# Task directions
Each line below that holds the word "pairs" counts once. Say how many such lines there are, and no more.

━━━━━ Information shown

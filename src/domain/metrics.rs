use serde::{Deserialize, Serialize};

/// Held-out evaluation metrics, all computed in the original (un-scaled)
/// price domain. Immutable once computed for a training run.
#[derive(Debug, Clone, Copy, Serialize, Deserialize)]
pub struct EvaluationMetrics {
    pub mae: f64,
    pub mse: f64,
    pub rmse: f64,
    /// Mean absolute percentage error. Non-finite when any actual price is
    /// zero; callers reject non-finite metric sets.
    pub mape: f64,
    pub r2: f64,
    /// Percent of consecutive day-over-day moves whose sign the model got
    /// right. 0.0 when fewer than two test points exist (vacuous case).
    pub directional_accuracy: f64,
}

impl EvaluationMetrics {
    /// Computes the full metric set over aligned actual/predicted series.
    ///
    /// Both slices must be the same non-zero length; the caller guarantees
    /// this since it produced one prediction per held-out target.
    pub fn compute(actual: &[f64], predicted: &[f64]) -> Self {
        let n = actual.len() as f64;

        let mae = actual
            .iter()
            .zip(predicted)
            .map(|(a, p)| (a - p).abs())
            .sum::<f64>()
            / n;
        let mse = actual
            .iter()
            .zip(predicted)
            .map(|(a, p)| (a - p).powi(2))
            .sum::<f64>()
            / n;
        let rmse = mse.sqrt();
        let mape = actual
            .iter()
            .zip(predicted)
            .map(|(a, p)| ((a - p) / a).abs())
            .sum::<f64>()
            / n
            * 100.0;

        let mean_actual = actual.iter().sum::<f64>() / n;
        let ss_tot = actual.iter().map(|a| (a - mean_actual).powi(2)).sum::<f64>();
        let ss_res = actual
            .iter()
            .zip(predicted)
            .map(|(a, p)| (a - p).powi(2))
            .sum::<f64>();
        let r2 = if ss_tot > 0.0 { 1.0 - ss_res / ss_tot } else { 0.0 };

        Self {
            mae,
            mse,
            rmse,
            mape,
            r2,
            directional_accuracy: directional_accuracy(actual, predicted),
        }
    }

    /// True when every metric is a finite number. A non-finite set marks
    /// the training run as failed.
    pub fn is_finite(&self) -> bool {
        [
            self.mae,
            self.mse,
            self.rmse,
            self.mape,
            self.r2,
            self.directional_accuracy,
        ]
        .iter()
        .all(|m| m.is_finite())
    }
}

/// Fraction (as a percent) of consecutive pairs where the actual and
/// predicted day-over-day deltas agree in sign. Needs at least two points;
/// below that the value is defined as 0.0.
fn directional_accuracy(actual: &[f64], predicted: &[f64]) -> f64 {
    if actual.len() < 2 {
        return 0.0;
    }
    let pairs = actual.len() - 1;
    let agreements = (1..actual.len())
        .filter(|&i| (actual[i] - actual[i - 1] > 0.0) == (predicted[i] - predicted[i - 1] > 0.0))
        .count();
    agreements as f64 / pairs as f64 * 100.0
}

━━━━━━━━━━

# Response for this exercise
3